Opinión

Fiestas ilegales

Parecen asombrar las noticias sobre los recurrentes botellones multitudinarios donde lo que se bebe es, más que el garrafón habitual a sorbos, la variante Delta a grandes tragos, así como esas otras concentraciones, más pijas, en sospechosas villas que ofertan barra libre de cocaína rosa. Se trata de un asombro impostado, hipócrita, pues nadie ignora que desde que empezó el maldito virus a rular por el mundo, una parte de la sociedad está lastimando y matando a la otra. Esa parte para la que llevar cubiertas la nariz y la boca con un papel parece ser un tormento insufrible y que se ve que necesita el “ocio nocturno” más que la vida, particularmente la de sus semejantes, no nos deja, tras año y medio luchando a brazo partido con la pandemia, alcanzar el momento de hacer una fiesta de verdad, de celebrar algo.

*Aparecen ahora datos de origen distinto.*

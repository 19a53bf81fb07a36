//! Freight NFS migration suite - main binary entry point

use freight::cli::args::{Command, parse_args};
use freight::cli::output;
use freight::io::store;
use freight::orchestrator::{self, Orchestrator};
use freight::services::transfer;
use freight::{ScanOptions, SizeBasis};
use std::path::Path;
use std::process;

fn main() {
    // Initialize logger (controlled by RUST_LOG environment variable)
    // Example: RUST_LOG=debug freight scan /mnt/projects
    env_logger::init();

    let args: Vec<String> = std::env::args().collect();

    if args.len() < 2 {
        print_help();
        return;
    }

    match args[1].as_str() {
        "--help" | "-h" => {
            print_help();
            return;
        }
        "--version" | "-v" => {
            print_version();
            return;
        }
        _ => {}
    }

    // Parse arguments
    let cli_args = match parse_args(&args) {
        Ok(a) => a,
        Err(e) => {
            eprintln!("Error: {e}");
            eprintln!("Use --help for usage information");
            process::exit(1);
        }
    };

    // Execute command
    let exit_code = match &cli_args.command {
        Command::Init(init_args) => handle_init(init_args),
        Command::Scan(scan_args) => handle_scan(scan_args),
        Command::Overview(overview_args) => handle_overview(overview_args),
        Command::Clean(clean_args) => handle_clean(clean_args),
        Command::Migrate(migrate_args) => handle_migrate(migrate_args),
        Command::Transfer(transfer_args) => handle_transfer(transfer_args),
        Command::Shared(shared_args) => handle_shared(shared_args),
    };

    process::exit(exit_code);
}

/// Open a root and surface the usual notices. `quiet` routes them to the
/// log so machine-readable output stays clean.
fn open_orchestrator(root: &str, quiet: bool) -> Option<Orchestrator> {
    match Orchestrator::open(root) {
        Ok(orchestrator) => {
            if orchestrator.config_created() {
                let path = store::config_path(orchestrator.root());
                if quiet {
                    log::info!("created config skeleton: {}", path.display());
                } else {
                    output::config_created_notice(&path);
                }
            }
            if let Some(found) = orchestrator.config().version_mismatch() {
                if quiet {
                    log::warn!(
                        "config version {found} does not match tool version {}",
                        freight::FREIGHT_VERSION
                    );
                } else {
                    output::version_warning(found, freight::FREIGHT_VERSION);
                }
            }
            Some(orchestrator)
        }
        Err(e) => {
            eprintln!("Error: {e}");
            None
        }
    }
}

fn handle_init(args: &freight::cli::args::InitArgs) -> i32 {
    match orchestrator::init(Path::new(&args.root), args.dest.as_deref()) {
        Ok(outcome) => {
            output::init_done(&outcome);
            0
        }
        Err(e) => {
            eprintln!("Error: {e}");
            1
        }
    }
}

fn handle_scan(args: &freight::cli::args::ScanArgs) -> i32 {
    let basis = match args.basis.as_str() {
        "apparent" => SizeBasis::Apparent,
        "allocated" => SizeBasis::Allocated,
        _ => {
            eprintln!(
                "Invalid basis: {}. Use 'apparent' or 'allocated'",
                args.basis
            );
            return 1;
        }
    };

    let Some(mut orchestrator) = open_orchestrator(&args.root, false) else {
        return 1;
    };

    let options = ScanOptions {
        basis,
        force: args.force,
    };

    // Per-directory failures are reported in the summary; only a failure
    // of the pass itself is fatal.
    match orchestrator.run_scan(&options) {
        Ok(_) => 0,
        Err(e) => {
            eprintln!("Error: {e}");
            1
        }
    }
}

fn handle_overview(args: &freight::cli::args::OverviewArgs) -> i32 {
    let Some(mut orchestrator) = open_orchestrator(&args.root, args.json) else {
        return 1;
    };

    match orchestrator.overview() {
        Ok((rows, stats)) => {
            if args.json {
                println!(
                    "{}",
                    output::overview_json(orchestrator.root(), &rows, &stats)
                );
            } else {
                output::overview(orchestrator.root(), &rows, &stats);
            }
            0
        }
        Err(e) => {
            eprintln!("Error: {e}");
            1
        }
    }
}

fn handle_clean(args: &freight::cli::args::CleanArgs) -> i32 {
    let Some(mut orchestrator) = open_orchestrator(&args.root, false) else {
        return 1;
    };

    // Deletion requires --confirm; the default pass only reports.
    match orchestrator.run_clean(!args.confirm) {
        Ok(_) => 0,
        Err(e) => {
            eprintln!("Error: {e}");
            1
        }
    }
}

fn handle_migrate(args: &freight::cli::args::MigrateArgs) -> i32 {
    let Some(mut orchestrator) = open_orchestrator(&args.root, false) else {
        return 1;
    };
    let dest_override = args.dest.as_deref().map(Path::new);

    // Copying requires --confirm; the default pass only shows the plan.
    if !args.confirm {
        return match orchestrator.plan_migrate(dest_override) {
            Ok(plan) => {
                let threshold = orchestrator.config().migrate.large_dir_threshold_bytes;
                output::migrate_plan(orchestrator.root(), &plan, threshold);
                0
            }
            Err(e) => {
                eprintln!("Error: {e}");
                1
            }
        };
    }

    match orchestrator.run_migrate(dest_override) {
        Ok(_) => 0,
        Err(e) => {
            eprintln!("Error: {e}");
            1
        }
    }
}

fn handle_transfer(args: &freight::cli::args::TransferArgs) -> i32 {
    // An explicit root supplies the configured rsync flags; without one
    // the defaults apply.
    let options = match &args.root {
        Some(root) => match store::load_config(Path::new(root)) {
            Ok(Some(config)) => transfer::TransferOptions {
                flags: config.migrate.rsync_flags,
            },
            Ok(None) => {
                log::warn!("no config under {root}, using default rsync flags");
                transfer::TransferOptions::default()
            }
            Err(e) => {
                eprintln!("Error: {e}");
                return 1;
            }
        },
        None => transfer::TransferOptions::default(),
    };

    match transfer::transfer(
        Path::new(&args.source),
        Path::new(&args.destination),
        &options,
    ) {
        Ok(record) => {
            output::transfer_summary(&record);
            i32::from(record.status != freight::models::RecordStatus::Completed)
        }
        Err(e) => {
            eprintln!("Error: {e}");
            1
        }
    }
}

fn handle_shared(args: &freight::cli::args::SharedArgs) -> i32 {
    let Some(orchestrator) = open_orchestrator(&args.root, false) else {
        return 1;
    };

    match orchestrator.shared_directories() {
        Ok(analysis) => {
            let clean = &orchestrator.config().clean;
            let threshold = args.threshold.unwrap_or(clean.shared_directory_threshold);
            output::shared_directories(
                orchestrator.root(),
                &analysis,
                threshold,
                &clean.shared_directory_ignore,
            );
            0
        }
        Err(e) => {
            eprintln!("Error: {e}");
            1
        }
    }
}

fn print_help() {
    println!("Freight - scan, clean, and migrate directory trees across NFS mounts");
    println!();
    println!("USAGE:");
    println!("    freight <COMMAND> [ROOT] [OPTIONS]");
    println!();
    println!("COMMANDS:");
    println!("    init      Mark a directory as a migration root and write its config");
    println!("    scan      Measure every subdirectory and record scan.json files");
    println!("    overview  Show recorded scan/clean status for every subdirectory");
    println!("    clean     Delete configured target directories (dry-run by default)");
    println!("    migrate   rsync every scanned subdirectory to the destination");
    println!("    transfer  rsync a single directory: transfer SOURCE DEST [ROOT]");
    println!("    shared    Count directory names shared across subdirectories");
    println!();
    println!("ROOT defaults to the FREIGHT_ROOT environment variable.");
    println!();
    println!("GLOBAL OPTIONS:");
    println!("    -h, --help                Show this help message");
    println!("    -v, --version             Show version information");
    println!();
    println!("INIT OPTIONS:");
    println!("    --dest <PATH>             Record the migration destination");
    println!();
    println!("SCAN OPTIONS:");
    println!("    --force                   Rescan even when nothing changed");
    println!("    --basis <BASIS>           'apparent' file sizes or 'allocated' blocks");
    println!();
    println!("OVERVIEW OPTIONS:");
    println!("    --json                    Emit machine-readable output");
    println!();
    println!("CLEAN OPTIONS:");
    println!("    --confirm                 Actually delete (default is a dry run)");
    println!();
    println!("MIGRATE OPTIONS:");
    println!("    --dest <PATH>             Override the configured destination root");
    println!("    --confirm                 Actually copy (default shows the plan)");
    println!();
    println!("SHARED OPTIONS:");
    println!("    --threshold <N>           Highlight names appearing in at least N subdirectories");
    println!();
    println!("WORKFLOW:");
    println!("    1. Initialize:  freight init /mnt/projects --dest /mnt/archive");
    println!("    2. Measure:     freight scan /mnt/projects");
    println!("    3. Inspect:     freight overview /mnt/projects");
    println!("    4. Trim:        freight clean /mnt/projects --confirm");
    println!("    5. Move:        freight migrate /mnt/projects --confirm");
    println!();
    println!("EXAMPLES:");
    println!("    freight scan /mnt/projects --force");
    println!("    freight overview /mnt/projects --json");
    println!("    freight transfer /mnt/projects/alpha /mnt/archive/alpha");
}

fn print_version() {
    const VERSION: &str = env!("CARGO_PKG_VERSION");
    const GIT_HASH: &str = env!("GIT_HASH");
    const BUILD_TARGET: &str = env!("BUILD_TARGET");

    println!("freight {VERSION}");
    println!("Commit: {GIT_HASH}");
    println!("Target: {BUILD_TARGET}");

    #[cfg(debug_assertions)]
    println!("Build: debug");
    #[cfg(not(debug_assertions))]
    println!("Build: release");
}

Todas las fiestas son hoy ilegales. Las legales, un poco; las ilegales, absolutamente. ¿Es que esa porción de jóvenes y no tan jóvenes que las demandan no saben pasarse un tiempo sin ponerse tibios de alcohol y estupefacientes como si no hubiera un mañana? Si por ellos fuera, en efecto, no habría un mañana. ¿Y qué harían en una guerra como la que, sin ir más lejos, padecieron nuestros más próximos antepasados? ¿Tirarían piedras y botellas a los aviones enemigos de bombardeo para que les dejaran disfrutar de su estúpido y beodo ocio nocturno? ¿Se irían de marcha entre los escombros en vez de guarecerse en los refugios? Diríase que no saben, o que la cabeza no les da para saber, que esto es una guerra, y que los parques y las villas donde hozan son campos minados rodeados de escombros.